Because of his work as a private eye Carvalho is called to action from private parties like wives looking for their husbands, companies concerned about an employee, clubs suspecting foul play in financial affairs etc. Sooner or later, however, there is a murder … and sometimes corpses pile up. The police gets involved and is not happy about Carvalho. Nor is Carvalho pleased with the police always having in mind his years in prison – and policemen surviving the Franco age and still working.
Here we are: the novels start in the 70s. Spain was for long years controlled by Franco, General Francisco Franco, El Caudillo de España, the absolute ruler – as we all know. Only 1975 when Franco died a slow democratization started while at the same time people just started to live their lives, some of them unbounded by tradition, religion – somewhat like sex and drugs and rock’n’roll …

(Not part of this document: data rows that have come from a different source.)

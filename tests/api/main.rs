//! HTTP API integration tests.
//!
//! Each test gets a throwaway SQLite database and photo directory in a
//! tempdir. Vision provider paths run against an in-process mock server.
//!
//! Run with: cargo test --test api


mod analysis_tests;
mod auth_tests;
mod photo_tests;
mod session_tests;
//! Database operations for users.

use sea_orm::{ActiveModelTrait, ColumnTrait, EntityTrait, QueryFilter, Set};

use crate::entity::user::{self, ActiveModel, Entity as User};
use crate::error::{AppError, AppResult};

use super::DbPool;

impl DbPool {
    /// Find a user by ID.
    pub async fn get_user(&self, id: &str) -> AppResult<Option<user::Model>> {
        let result = User::find_by_id(id.to_string())
            .one(self.connection())
            .await
            .map_err(|e| AppError::Database(format!("Failed to get user: {}", e)))?;

        Ok(result)
    }

    /// Find a user by username.
    pub async fn find_user_by_username(&self, username: &str) -> AppResult<Option<user::Model>> {
        let result = User::find()
            .filter(user::Column::Username.eq(username))
            .one(self.connection())
            .await
            .map_err(|e| AppError::Database(format!("Failed to find user: {}", e)))?;

        Ok(result)
    }

    pub async fn insert_user(
        &self,
        id: &str,
        username: &str,
        password_hash: &str,
    ) -> AppResult<user::Model> {
        let active = ActiveModel {
            id: Set(id.to_string()),
            username: Set(username.to_string()),
            password_hash: Set(password_hash.to_string()),
        };

        let result = active
            .insert(self.connection())
            .await
            .map_err(|e| AppError::Database(format!("Failed to insert user: {}", e)))?;

        Ok(result)
    }
}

The novels start at this time – and I dare say that the best ones are set in the 70s and beginning of the 80s. (I admit I never read the 1st novel …) These early novels always present a story of life peppered with crime and murder as well as a detailed recording of Carvalho’s daily activities. I learnt to fall in love for the novels when imagining Barcelona and its people at that time of change while simultaneously still powerful forces in the background tried to stop the new world from increasing the speed … and in the thick fit is Carvalho.
The novels are not fast-paced, but you may enjoy all the life Barcelona presents. It is not only the life of a big city, but also a society after the Franco age who tries to free itself, starts living and tends to overshoot. This runs through all social classes. In general the ruling class, the well-off people do not seem to have changed although the political background changed. Be sure that more sex and drugs are playing a role and that the offspring more likely spends money than trees to earn money resp. secure the family fortune. Money rules Barcelona, Spain and the rest of the world. Also the working class has to define itself new, from the scratch, to get their share of power. On all social levels past and future crash and try to mix …
Carvalho is often asked for help by rich people – let me call them simply rich. Of course they are able to pay him. During his investigations he often ends up in the streets where the victims somehow also managed to end up. Or where they found their sexual objects. Or where they thought they would find some sort of absolution whatever they may have done. Carvalho seems at home everywhere and familiar with any ideas of living a life. He is predestined for untangling any mess of the after-Franco era.
Carvalho has got an assistent, Biscuter, who cares for administrative duties as well as his boss’ culinary well-being. They met in prison years ago. In the evenings Carvalho cooks with passion and likes to eat and drink with his friend and neighbor Fuster as well as with his mistress Charo, a prostitute. He also likes to burn his extensive library, book by book in his fireplace.
It’s important to mention the role of food in the novels. Carvalho is a gourmet as well as a gourmand. He indulges in traditional Spanish food prepared in traditional ways. Some delicacies of France are always welcome – als extraordinary food from other regions. Next to his passion for food (and cooking!) is his passion for sex. Sex looms large in the novels – not only concerning Carvalho, but also the rest of the society.
As I stated it’s a pleasure to read the novels … although the later novels are filled with lots of more philosophical discussion and insights – sometimes too much for me. At the beginning of the series there are Carvalho’s insights as well as the insights of his companions or even his clients and opponents well woven into the action. Later it seems to dominate the novels …
Nevertheless start reading Carvalho’s adventures!